Most surrogates are paid $18,000 to $25,000 for their role on top of pregnancy- and birthing-related expenses. But motivation for becoming a surrogate often goes beyond the money, say surrogates and surrogate facilitators. The commitment to being a surrogate spans about two years and includes many medical appointments, hormone injections and the possibility of a high-risk pregnancy.
Relationship affects surrogate
As a result, a surrogate's emotional recovery after the pregnancy can be linked to how the intended parents treat her, Hanafin says.
"If they were distant, officious and had minimal contact, it's no surprise that that made for a more difficult recovery," she says. "If they were warm, gracious and inclusive, that had a more positive effect."
Less fear in the relationships would be good, says Carole Jackson, a 44-year-old mother of two from Murrieta, Calif.

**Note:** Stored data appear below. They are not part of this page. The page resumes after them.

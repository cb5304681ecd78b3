//! Command families and reserved response codes.
//!
//! The family is a 2-byte big-endian identifier of the reader subsystem a
//! command or response belongs to. Unknown families are valid on the wire.

use std::fmt;

/// Response code reserved in every family for application-level errors.
pub const APPLICATION_ERROR: u8 = 0x7F;

/// Identifies the reader subsystem a frame belongs to.
#[derive(Debug, Clone, Copy, PartialEq, Eq, Hash, PartialOrd, Ord)]
pub struct CommandFamily(u16);

impl CommandFamily {
    /// Reader housekeeping (ping, firmware version, configuration).
    pub const SYSTEM: CommandFamily = CommandFamily(0x0000);
    /// Tag detection and NDEF read/write.
    pub const BASIC_NFC: CommandFamily = CommandFamily(0x0001);
    /// MIFARE Classic sector access.
    pub const MIFARE_CLASSIC: CommandFamily = CommandFamily(0x0002);
    /// ISO 14443-4 (Type 4) APDU exchange.
    pub const TYPE4: CommandFamily = CommandFamily(0x0004);
    /// NTAG 21x password protection.
    pub const NTAG21X: CommandFamily = CommandFamily(0x0006);

    /// Create a family from its numeric value.
    pub const fn new(value: u16) -> Self {
        Self(value)
    }

    /// Create a family from its two wire bytes.
    pub const fn from_bytes(bytes: [u8; 2]) -> Self {
        Self(u16::from_be_bytes(bytes))
    }

    /// The two wire bytes, big-endian.
    pub const fn to_bytes(self) -> [u8; 2] {
        self.0.to_be_bytes()
    }

    /// Numeric value of the family.
    pub const fn value(self) -> u16 {
        self.0
    }
}

impl From<u16> for CommandFamily {
    fn from(value: u16) -> Self {
        Self(value)
    }
}

impl fmt::Display for CommandFamily {
    fn fmt(&self, f: &mut fmt::Formatter<'_>) -> fmt::Result {
        write!(f, "{:#06x} ({})", self.0, family_name(*self))
    }
}

/// Returns a human-readable name for a command family.
pub fn family_name(family: CommandFamily) -> &'static str {
    match family {
        CommandFamily::SYSTEM => "SYSTEM",
        CommandFamily::BASIC_NFC => "BASIC_NFC",
        CommandFamily::MIFARE_CLASSIC => "MIFARE_CLASSIC",
        CommandFamily::TYPE4 => "TYPE4",
        CommandFamily::NTAG21X => "NTAG21X",
        _ => "UNKNOWN",
    }
}

/// Returns true if `code` is the reserved application-error response code.
pub fn is_application_error(code: u8) -> bool {
    code == APPLICATION_ERROR
}
use std::sync::Arc;
use std::time::Duration;

/// Why a pending exchange was resolved without a response.
#[derive(Debug, thiserror::Error)]
pub enum ExchangeError {
    /// The inbound stream was corrupt (bad header checksum, overflow).
    #[error("frame error: {0}")]
    Frame(#[from] tcmp_frame::FrameError),

    /// The transport failed or is closed.
    #[error("transport error: {0}")]
    Transport(Arc<tcmp_transport::TransportError>),

    /// A newer command was sent before this one was answered.
    #[error("superseded by a newer command")]
    Superseded,

    /// No response arrived in time.
    #[error("no response within {0:?}")]
    Timeout(Duration),
}

impl From<tcmp_transport::TransportError> for ExchangeError {
    fn from(err: tcmp_transport::TransportError) -> Self {
        ExchangeError::Transport(Arc::new(err))
    }
}

/// Errors that can occur in device operations.
#[derive(Debug, thiserror::Error)]
pub enum DeviceError {
    /// Transport-level error.
    #[error("transport error: {0}")]
    Transport(#[from] tcmp_transport::TransportError),

    /// Frame-level error.
    #[error("frame error: {0}")]
    Frame(#[from] tcmp_frame::FrameError),

    /// Reading from the transport failed; any pending exchange got the same error.
    #[error("transport read failed: {0}")]
    Read(Arc<tcmp_transport::TransportError>),

    /// The exchange was resolved with an error.
    #[error(transparent)]
    Exchange(#[from] ExchangeError),

    /// The exchange was dropped by a reset before it resolved.
    #[error("exchange cancelled by reset")]
    Cancelled,
}

pub type Result<T> = std::result::Result<T, DeviceError>;
fn main() {
    if let Ok(target) = std::env::var("TARGET") {
        println!("cargo:rustc-env=TCMP_BUILD_TARGET={target}");
    }
    println!("cargo:rerun-if-env-changed=TARGET");
}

She has had two surrogate pregnancies: one at 35; the second -- twins -- at 38.
"After my husband and I had a boy and a girl of our own, we knew our family was complete," Jackson says. "But I had friends who were infertile and saw how much pain they felt. I so much enjoyed being a mother and couldn't imagine my life without children . . . it started me thinking about doing this for someone else."
The relationships that developed with the intended parents in Jackson's surrogate pregnancies differed. "With one, I felt completely honored and was able to celebrate with the family. To this day, I feel really good about it. With the other, [I was included] not at all. I felt so empty at the end, like it was something I dreamt."
Jackson and other surrogates point out they are not as interested in being in the limelight as they are in helping bring joy to an infertile couple.
"Gifts are nice, but when you're included in a family celebration, where you get to meet grandparents and extended family, that's what you remember years later," Jackson says.
Celebrations can take various forms, says Sherrie Smith, a program administrator for the Center for Surrogate Parenting Inc. The agency in Annapolis, Md., matches surrogates and intended parents.
"Just as you traditionally have separate baby showers with the people you work with and your family, a surrogate may have a party with her support group and attend a different celebration with her own family or with the intended parents' families."
Last month, Ewa Lichodziejewski and her mother-in-law invited Janssen and her girlfriends to an end-of-pregnancy party, designed to celebrate Janssen, the surrogate.
Similarly, toward the end of Lisa Wippler's third surrogate pregnancy, friends threw her a surprise "Completing the Journey" party with lots of bath and spa gifts.
The party was a "very positive emotional release," says Wippler, a 33-year-old mother of two boys in Menifee, Calif.
Having a party that puts the focus back on self-care was "a blessing," Wippler says. "Because when a surrogate comes home from the hospital, there's less of a grace period. People expect her to bounce right back."
Changes ahead
Surrogate and fertility experts say awkwardness about what's appropriate should decrease as surrogate births increase.
"In the past, there was a lot of mystery shrouding surrogacy," says Marie Davidson, staff psychologist for Fertility Centers of Illinois, a reproductive-medicine practice. "But today you don't have to go far to find someone within your social circle who's gone through IVF."
Some changes, however, will come more slowly. Timing, for example. Though baby showers traditionally happen before birth, Chicago attorney Nidhi Desai says families involved in surrogate births are more likely to want to celebrate after the fact, including surrogate moms in a bris, christening or baptism.
"You've got to remember, these couples have been through unbelievable stress," Desai says. "They're going to have a hard time celebrating until after the baby is safely born."
Monica Kass Rogers wrote this for the Chicago Tribune, a Tribune Publishing newspaper.